WORK INSTRUCTION: Take from the records below each line that holds "exit".

(RECORDS FOR THIS EXERCISE)

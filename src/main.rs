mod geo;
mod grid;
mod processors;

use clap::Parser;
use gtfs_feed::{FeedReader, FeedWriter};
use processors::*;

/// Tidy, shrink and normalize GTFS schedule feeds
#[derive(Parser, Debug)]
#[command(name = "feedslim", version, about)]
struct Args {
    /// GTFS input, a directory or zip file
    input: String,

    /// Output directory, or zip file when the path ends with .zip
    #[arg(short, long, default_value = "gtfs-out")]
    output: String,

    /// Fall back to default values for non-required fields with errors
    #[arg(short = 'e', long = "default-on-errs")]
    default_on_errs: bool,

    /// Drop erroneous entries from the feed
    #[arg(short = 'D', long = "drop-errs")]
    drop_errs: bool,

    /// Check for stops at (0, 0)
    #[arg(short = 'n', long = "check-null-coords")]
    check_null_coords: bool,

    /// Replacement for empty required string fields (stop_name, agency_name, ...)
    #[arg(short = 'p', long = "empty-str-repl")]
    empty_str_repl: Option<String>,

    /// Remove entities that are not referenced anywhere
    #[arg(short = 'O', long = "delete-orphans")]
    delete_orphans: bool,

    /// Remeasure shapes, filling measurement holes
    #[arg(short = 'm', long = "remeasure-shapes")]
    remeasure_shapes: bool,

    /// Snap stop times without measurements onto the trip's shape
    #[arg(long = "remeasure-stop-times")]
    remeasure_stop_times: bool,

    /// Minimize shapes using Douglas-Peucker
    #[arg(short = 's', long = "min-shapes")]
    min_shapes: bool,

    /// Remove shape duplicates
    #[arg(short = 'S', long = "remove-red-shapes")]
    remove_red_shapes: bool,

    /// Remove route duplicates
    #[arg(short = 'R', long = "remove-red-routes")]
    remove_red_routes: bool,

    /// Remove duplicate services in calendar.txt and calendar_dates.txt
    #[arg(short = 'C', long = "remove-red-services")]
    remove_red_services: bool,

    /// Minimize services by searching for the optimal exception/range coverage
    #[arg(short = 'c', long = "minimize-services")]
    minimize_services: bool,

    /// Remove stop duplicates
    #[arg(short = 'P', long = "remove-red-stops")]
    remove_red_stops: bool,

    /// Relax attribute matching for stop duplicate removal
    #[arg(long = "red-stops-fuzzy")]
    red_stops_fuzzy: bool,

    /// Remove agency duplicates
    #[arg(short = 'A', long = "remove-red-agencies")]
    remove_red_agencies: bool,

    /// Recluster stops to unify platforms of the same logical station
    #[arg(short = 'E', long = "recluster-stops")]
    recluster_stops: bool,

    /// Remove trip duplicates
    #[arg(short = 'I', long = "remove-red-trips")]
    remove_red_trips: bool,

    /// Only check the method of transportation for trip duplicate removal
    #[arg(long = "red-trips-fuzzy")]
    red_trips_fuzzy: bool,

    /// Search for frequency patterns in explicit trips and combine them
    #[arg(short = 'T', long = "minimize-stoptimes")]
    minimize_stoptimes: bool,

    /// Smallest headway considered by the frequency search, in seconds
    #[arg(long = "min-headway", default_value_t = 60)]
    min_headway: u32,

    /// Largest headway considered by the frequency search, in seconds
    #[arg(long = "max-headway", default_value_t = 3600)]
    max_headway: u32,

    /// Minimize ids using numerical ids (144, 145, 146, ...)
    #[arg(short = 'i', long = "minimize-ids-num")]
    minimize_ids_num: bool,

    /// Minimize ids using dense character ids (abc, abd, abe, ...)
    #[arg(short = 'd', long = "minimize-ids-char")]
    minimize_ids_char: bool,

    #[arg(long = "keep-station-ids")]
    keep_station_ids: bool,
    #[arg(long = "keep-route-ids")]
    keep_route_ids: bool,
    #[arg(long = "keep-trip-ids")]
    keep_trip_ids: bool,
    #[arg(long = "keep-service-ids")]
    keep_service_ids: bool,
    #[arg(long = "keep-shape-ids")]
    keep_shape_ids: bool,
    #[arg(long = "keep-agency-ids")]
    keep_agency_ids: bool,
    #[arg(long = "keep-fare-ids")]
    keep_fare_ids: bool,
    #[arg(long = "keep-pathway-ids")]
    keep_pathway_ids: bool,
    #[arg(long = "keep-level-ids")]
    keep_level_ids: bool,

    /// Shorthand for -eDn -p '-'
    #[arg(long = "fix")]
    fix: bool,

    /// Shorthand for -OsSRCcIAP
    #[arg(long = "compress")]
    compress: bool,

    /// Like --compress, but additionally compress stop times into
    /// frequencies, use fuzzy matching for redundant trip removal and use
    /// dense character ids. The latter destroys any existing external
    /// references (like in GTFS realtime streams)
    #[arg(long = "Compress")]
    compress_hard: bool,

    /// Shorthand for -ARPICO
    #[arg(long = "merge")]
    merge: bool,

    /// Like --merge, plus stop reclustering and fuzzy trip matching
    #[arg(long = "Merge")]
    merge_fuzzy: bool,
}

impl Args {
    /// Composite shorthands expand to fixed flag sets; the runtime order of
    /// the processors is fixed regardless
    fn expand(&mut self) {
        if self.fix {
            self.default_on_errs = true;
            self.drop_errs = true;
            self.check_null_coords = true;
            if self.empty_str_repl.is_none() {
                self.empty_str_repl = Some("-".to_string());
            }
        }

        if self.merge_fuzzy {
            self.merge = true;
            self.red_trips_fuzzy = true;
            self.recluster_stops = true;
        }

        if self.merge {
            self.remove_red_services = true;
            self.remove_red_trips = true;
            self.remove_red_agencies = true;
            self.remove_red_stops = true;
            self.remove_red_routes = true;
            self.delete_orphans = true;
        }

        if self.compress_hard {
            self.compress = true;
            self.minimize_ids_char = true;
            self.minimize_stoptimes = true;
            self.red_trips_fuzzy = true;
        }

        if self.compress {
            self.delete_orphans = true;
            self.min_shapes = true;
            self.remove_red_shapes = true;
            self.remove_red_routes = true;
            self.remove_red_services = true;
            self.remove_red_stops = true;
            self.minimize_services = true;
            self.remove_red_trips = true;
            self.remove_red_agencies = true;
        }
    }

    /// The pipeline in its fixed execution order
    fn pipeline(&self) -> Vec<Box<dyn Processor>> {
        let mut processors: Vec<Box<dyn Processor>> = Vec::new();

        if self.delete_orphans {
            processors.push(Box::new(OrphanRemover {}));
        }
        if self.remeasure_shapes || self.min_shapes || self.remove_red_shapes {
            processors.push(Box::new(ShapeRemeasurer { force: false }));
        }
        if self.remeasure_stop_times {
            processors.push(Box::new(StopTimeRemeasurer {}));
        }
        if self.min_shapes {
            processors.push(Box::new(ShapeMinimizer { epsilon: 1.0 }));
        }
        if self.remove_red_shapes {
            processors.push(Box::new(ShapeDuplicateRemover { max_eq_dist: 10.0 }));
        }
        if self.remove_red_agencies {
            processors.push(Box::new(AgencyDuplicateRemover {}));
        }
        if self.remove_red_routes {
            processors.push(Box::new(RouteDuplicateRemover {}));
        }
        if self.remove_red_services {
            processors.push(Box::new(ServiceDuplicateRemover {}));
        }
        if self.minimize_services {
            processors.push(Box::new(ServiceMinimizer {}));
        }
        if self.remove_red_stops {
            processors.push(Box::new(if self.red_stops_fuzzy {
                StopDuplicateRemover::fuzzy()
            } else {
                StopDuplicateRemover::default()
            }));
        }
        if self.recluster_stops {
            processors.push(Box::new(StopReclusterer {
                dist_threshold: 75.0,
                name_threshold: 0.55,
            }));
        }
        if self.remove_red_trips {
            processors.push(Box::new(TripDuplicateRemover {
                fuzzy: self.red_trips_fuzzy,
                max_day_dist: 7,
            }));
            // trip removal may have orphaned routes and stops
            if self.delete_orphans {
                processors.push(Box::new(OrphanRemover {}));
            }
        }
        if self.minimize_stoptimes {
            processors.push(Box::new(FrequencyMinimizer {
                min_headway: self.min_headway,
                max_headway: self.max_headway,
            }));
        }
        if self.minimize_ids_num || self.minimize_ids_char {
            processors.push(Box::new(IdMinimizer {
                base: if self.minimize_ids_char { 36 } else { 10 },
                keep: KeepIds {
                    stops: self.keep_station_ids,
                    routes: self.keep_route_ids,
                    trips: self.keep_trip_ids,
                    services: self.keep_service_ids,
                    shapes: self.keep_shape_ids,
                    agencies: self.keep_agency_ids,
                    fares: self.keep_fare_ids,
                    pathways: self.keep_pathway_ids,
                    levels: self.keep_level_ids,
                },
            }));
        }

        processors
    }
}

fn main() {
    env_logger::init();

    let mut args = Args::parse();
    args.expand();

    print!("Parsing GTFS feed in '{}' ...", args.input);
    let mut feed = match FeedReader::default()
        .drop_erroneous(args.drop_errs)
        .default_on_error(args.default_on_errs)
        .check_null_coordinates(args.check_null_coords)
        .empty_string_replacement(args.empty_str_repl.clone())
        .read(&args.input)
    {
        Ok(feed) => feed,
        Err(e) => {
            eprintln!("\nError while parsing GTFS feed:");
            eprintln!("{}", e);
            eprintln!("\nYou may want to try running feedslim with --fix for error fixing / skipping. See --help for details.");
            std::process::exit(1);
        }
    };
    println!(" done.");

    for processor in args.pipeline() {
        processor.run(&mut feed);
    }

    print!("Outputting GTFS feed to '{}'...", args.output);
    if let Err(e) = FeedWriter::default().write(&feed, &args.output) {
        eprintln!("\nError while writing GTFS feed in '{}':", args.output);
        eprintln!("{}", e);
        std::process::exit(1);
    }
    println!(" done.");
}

(End RECORDS FOR THIS EXERCISE)

FINISHED EXERCISE:
            std::process::exit(1);
        std::process::exit(1);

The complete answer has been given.